**DIRECTIONS FOR THIS TASK:** Report how many lines in the records below hold the word "TotalMarks". Add nothing to the number.

Dataset excerpts:
- - - -
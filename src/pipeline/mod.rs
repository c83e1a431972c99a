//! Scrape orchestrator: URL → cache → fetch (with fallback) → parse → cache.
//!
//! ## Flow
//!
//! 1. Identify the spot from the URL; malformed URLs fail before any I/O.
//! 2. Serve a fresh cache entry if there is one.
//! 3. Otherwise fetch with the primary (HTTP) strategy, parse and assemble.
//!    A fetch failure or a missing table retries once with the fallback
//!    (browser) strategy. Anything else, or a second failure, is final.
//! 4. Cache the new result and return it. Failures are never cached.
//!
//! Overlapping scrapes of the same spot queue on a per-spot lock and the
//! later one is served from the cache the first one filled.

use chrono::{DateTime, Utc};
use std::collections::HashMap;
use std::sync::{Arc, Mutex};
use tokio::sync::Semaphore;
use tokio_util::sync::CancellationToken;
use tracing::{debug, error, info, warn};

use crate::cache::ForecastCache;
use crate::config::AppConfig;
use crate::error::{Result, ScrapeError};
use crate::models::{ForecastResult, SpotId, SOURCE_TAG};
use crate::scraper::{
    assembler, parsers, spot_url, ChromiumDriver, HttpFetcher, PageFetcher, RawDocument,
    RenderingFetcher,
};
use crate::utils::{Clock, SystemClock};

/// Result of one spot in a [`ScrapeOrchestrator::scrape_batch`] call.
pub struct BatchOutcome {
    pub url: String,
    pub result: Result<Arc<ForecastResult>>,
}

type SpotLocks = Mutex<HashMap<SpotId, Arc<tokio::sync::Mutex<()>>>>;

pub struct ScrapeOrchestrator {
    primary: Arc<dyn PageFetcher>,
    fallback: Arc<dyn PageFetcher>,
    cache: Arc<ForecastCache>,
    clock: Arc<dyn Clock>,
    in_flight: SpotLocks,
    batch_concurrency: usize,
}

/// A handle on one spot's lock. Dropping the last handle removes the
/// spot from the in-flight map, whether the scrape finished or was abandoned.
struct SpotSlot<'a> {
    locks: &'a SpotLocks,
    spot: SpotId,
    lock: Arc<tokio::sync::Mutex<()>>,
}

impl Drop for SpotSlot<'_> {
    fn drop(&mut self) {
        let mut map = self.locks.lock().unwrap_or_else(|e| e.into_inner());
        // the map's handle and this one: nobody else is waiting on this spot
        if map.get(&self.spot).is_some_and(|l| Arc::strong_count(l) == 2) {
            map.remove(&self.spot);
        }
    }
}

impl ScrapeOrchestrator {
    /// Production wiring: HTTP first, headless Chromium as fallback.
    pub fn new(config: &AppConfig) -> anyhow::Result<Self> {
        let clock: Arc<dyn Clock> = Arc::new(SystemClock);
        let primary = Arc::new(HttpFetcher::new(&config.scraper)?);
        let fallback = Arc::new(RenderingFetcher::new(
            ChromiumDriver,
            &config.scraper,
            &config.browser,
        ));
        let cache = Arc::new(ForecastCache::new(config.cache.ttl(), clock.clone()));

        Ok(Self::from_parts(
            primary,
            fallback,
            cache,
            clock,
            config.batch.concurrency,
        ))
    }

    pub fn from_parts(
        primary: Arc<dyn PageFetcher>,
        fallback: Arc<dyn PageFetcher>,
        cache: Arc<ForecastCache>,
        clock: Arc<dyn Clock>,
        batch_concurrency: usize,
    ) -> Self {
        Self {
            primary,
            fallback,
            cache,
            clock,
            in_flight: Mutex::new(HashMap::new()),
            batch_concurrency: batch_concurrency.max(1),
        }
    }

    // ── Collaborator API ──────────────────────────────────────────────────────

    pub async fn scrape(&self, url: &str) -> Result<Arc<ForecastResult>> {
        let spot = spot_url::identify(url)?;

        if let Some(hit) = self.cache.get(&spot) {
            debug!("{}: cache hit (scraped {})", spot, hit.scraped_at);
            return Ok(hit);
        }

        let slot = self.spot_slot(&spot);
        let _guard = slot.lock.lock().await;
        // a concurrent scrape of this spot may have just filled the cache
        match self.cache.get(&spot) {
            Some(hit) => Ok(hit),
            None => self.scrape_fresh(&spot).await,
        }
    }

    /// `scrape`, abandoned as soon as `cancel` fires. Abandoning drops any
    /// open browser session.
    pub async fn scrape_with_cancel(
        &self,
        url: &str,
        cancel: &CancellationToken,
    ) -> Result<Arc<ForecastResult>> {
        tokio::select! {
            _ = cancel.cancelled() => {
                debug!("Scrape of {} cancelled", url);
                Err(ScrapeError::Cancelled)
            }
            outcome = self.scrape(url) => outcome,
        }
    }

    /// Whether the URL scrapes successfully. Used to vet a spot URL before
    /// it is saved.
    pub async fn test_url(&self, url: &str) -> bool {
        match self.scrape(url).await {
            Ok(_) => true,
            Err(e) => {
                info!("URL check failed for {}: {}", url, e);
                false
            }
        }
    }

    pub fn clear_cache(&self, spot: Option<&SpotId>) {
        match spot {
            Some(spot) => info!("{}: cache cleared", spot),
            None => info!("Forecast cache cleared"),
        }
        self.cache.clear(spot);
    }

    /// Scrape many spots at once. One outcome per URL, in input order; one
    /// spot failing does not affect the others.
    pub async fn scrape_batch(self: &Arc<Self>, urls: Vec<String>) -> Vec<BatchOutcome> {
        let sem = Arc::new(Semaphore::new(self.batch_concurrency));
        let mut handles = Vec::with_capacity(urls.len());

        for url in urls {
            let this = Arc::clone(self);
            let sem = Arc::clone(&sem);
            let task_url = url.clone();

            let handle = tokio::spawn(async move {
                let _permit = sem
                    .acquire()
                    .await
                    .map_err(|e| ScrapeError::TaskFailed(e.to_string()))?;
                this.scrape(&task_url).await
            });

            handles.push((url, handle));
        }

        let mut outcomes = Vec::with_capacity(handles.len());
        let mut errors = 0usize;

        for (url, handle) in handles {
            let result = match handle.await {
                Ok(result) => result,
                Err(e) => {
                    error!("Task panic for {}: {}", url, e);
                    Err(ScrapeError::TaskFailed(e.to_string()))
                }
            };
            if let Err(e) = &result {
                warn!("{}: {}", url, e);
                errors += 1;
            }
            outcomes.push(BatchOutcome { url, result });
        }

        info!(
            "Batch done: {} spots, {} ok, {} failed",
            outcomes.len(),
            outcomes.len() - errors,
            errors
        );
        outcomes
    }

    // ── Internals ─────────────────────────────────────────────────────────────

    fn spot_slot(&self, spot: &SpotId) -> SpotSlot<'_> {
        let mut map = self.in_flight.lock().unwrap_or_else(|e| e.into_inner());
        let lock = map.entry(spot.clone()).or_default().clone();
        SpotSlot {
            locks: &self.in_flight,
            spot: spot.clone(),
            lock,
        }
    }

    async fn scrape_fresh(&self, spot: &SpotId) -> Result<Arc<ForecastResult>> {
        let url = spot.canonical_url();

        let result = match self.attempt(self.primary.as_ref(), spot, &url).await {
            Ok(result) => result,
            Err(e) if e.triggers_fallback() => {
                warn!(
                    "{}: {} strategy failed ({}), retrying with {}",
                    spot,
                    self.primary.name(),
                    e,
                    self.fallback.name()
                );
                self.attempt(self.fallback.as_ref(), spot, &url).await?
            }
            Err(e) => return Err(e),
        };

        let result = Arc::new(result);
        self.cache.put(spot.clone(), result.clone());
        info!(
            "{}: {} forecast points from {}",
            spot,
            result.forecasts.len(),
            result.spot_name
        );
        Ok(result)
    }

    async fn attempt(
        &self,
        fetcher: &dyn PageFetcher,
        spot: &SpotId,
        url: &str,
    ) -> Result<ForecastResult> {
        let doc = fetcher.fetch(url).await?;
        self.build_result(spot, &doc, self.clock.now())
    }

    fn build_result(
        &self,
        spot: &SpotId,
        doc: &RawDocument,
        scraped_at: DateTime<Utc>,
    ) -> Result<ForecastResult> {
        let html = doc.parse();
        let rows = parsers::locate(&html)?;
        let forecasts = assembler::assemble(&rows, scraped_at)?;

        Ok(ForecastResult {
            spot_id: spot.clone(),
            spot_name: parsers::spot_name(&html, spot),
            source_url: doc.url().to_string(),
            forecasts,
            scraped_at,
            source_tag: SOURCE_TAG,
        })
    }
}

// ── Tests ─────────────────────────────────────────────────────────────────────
- - - -
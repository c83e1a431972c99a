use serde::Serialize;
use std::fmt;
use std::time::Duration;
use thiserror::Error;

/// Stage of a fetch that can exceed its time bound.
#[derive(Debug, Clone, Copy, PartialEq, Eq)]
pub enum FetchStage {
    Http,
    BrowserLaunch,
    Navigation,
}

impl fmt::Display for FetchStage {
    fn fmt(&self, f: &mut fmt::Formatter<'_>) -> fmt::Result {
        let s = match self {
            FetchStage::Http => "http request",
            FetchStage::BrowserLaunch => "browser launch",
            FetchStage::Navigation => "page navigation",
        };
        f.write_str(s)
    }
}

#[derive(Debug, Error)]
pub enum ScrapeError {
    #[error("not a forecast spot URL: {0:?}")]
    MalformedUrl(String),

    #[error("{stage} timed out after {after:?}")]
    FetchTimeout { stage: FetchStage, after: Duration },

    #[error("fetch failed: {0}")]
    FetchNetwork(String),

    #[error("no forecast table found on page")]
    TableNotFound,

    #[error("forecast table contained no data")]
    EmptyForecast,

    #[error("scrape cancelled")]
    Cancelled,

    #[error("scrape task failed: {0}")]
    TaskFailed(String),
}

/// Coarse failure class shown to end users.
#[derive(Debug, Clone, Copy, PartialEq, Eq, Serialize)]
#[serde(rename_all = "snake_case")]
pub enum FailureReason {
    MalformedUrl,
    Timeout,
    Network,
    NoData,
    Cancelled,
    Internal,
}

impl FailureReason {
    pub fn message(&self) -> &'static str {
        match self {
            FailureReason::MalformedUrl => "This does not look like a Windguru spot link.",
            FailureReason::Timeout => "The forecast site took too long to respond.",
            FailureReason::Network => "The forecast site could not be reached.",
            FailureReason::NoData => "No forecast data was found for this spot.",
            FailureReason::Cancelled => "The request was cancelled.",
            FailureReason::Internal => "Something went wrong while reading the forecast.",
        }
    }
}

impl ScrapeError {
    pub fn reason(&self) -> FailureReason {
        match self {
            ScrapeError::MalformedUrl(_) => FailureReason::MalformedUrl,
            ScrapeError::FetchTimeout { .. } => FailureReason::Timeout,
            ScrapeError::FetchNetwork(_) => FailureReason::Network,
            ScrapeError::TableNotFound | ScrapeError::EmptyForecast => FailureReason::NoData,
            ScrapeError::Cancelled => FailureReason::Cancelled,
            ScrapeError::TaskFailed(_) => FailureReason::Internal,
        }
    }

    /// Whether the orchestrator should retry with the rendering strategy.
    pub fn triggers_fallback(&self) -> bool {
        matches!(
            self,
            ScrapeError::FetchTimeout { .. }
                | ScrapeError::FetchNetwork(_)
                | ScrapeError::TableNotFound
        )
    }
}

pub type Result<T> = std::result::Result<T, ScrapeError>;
- - - -
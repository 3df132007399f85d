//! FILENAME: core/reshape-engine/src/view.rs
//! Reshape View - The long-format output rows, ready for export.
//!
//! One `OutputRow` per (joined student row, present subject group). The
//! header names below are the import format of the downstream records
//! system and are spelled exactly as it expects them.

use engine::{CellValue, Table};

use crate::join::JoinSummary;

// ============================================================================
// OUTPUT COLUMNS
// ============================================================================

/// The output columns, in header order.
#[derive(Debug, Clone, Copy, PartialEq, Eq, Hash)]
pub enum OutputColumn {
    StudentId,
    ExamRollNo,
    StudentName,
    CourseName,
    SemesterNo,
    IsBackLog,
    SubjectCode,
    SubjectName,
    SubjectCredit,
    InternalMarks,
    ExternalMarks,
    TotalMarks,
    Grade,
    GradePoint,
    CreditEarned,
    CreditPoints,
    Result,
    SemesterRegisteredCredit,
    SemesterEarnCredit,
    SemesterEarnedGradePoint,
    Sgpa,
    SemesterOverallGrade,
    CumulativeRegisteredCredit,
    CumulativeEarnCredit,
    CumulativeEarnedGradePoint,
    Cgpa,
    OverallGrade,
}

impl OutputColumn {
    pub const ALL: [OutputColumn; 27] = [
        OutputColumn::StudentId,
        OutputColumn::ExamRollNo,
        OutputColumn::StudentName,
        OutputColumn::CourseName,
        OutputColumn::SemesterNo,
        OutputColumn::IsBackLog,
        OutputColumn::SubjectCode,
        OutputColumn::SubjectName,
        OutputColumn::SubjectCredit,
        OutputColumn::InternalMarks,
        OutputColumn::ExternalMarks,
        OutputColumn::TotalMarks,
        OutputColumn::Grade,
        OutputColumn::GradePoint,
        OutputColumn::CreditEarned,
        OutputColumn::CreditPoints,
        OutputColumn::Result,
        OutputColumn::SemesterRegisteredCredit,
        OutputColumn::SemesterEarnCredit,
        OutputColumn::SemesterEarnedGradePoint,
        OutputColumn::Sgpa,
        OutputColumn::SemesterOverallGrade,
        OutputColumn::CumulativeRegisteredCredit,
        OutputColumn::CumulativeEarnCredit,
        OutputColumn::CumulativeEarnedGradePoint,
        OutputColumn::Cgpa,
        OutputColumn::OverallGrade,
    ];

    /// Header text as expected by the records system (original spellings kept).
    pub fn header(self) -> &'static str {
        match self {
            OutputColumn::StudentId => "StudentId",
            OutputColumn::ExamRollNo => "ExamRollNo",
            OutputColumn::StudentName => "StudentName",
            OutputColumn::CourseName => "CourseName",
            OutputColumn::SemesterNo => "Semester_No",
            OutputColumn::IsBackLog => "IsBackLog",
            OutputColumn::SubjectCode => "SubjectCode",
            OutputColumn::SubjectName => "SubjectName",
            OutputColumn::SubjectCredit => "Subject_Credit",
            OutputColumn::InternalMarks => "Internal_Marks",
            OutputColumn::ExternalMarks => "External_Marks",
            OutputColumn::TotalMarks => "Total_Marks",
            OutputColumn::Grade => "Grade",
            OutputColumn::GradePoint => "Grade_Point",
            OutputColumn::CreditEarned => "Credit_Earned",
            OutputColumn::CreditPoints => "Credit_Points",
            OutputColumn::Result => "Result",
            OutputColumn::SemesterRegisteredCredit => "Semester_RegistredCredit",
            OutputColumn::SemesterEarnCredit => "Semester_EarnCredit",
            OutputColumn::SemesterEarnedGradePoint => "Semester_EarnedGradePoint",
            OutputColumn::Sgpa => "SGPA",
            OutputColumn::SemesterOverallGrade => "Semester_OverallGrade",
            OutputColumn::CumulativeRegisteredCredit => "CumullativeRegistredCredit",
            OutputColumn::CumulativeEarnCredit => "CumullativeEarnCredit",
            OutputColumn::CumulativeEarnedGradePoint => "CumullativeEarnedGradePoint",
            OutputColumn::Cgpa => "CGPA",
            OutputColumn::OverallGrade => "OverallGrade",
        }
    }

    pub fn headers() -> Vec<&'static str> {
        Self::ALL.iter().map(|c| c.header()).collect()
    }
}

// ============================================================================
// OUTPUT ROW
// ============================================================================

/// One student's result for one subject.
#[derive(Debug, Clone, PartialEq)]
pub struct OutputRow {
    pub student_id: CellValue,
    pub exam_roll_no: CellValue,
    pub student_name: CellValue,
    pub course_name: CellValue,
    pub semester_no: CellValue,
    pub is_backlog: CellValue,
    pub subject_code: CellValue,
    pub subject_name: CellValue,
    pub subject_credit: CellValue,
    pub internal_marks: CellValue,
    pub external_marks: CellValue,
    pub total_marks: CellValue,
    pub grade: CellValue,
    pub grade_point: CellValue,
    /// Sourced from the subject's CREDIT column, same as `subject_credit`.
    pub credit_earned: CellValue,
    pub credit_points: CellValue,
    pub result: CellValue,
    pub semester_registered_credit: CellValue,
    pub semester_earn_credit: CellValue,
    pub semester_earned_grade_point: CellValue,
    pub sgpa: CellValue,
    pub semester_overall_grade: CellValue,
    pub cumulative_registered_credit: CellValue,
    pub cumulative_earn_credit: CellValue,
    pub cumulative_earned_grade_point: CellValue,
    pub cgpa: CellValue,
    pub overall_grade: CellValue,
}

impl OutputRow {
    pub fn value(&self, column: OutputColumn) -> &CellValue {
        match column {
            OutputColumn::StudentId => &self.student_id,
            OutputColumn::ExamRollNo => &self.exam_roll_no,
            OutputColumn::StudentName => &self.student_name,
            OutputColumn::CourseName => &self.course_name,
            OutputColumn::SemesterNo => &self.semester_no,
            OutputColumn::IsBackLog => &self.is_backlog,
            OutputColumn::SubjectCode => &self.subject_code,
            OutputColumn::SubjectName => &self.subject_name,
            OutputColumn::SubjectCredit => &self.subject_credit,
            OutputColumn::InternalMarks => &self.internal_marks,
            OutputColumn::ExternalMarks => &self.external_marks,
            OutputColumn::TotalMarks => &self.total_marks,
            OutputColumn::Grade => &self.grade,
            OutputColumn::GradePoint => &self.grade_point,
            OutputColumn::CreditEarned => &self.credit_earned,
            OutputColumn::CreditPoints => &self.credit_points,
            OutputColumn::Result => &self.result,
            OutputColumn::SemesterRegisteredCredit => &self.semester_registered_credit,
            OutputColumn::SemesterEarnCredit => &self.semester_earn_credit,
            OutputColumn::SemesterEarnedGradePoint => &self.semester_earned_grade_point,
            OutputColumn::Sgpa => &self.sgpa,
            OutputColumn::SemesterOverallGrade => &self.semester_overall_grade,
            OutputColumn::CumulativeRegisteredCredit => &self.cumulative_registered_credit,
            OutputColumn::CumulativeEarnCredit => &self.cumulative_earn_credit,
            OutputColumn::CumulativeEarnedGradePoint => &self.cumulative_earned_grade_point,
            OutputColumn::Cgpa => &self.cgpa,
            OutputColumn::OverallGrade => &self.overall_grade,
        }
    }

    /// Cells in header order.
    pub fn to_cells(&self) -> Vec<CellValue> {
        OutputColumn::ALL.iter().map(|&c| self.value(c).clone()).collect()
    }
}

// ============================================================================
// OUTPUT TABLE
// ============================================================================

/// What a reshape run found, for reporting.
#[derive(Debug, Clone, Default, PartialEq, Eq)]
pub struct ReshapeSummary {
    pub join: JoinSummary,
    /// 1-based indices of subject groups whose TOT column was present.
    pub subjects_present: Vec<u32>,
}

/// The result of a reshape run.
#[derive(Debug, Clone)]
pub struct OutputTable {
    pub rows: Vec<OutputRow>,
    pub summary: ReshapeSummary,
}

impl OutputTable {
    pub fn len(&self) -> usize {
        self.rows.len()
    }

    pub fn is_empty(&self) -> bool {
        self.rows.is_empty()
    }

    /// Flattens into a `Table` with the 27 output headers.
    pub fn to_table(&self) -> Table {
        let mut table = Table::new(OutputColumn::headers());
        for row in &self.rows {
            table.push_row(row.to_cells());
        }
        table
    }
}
- - - -
**SOLUTION BELOW:** 4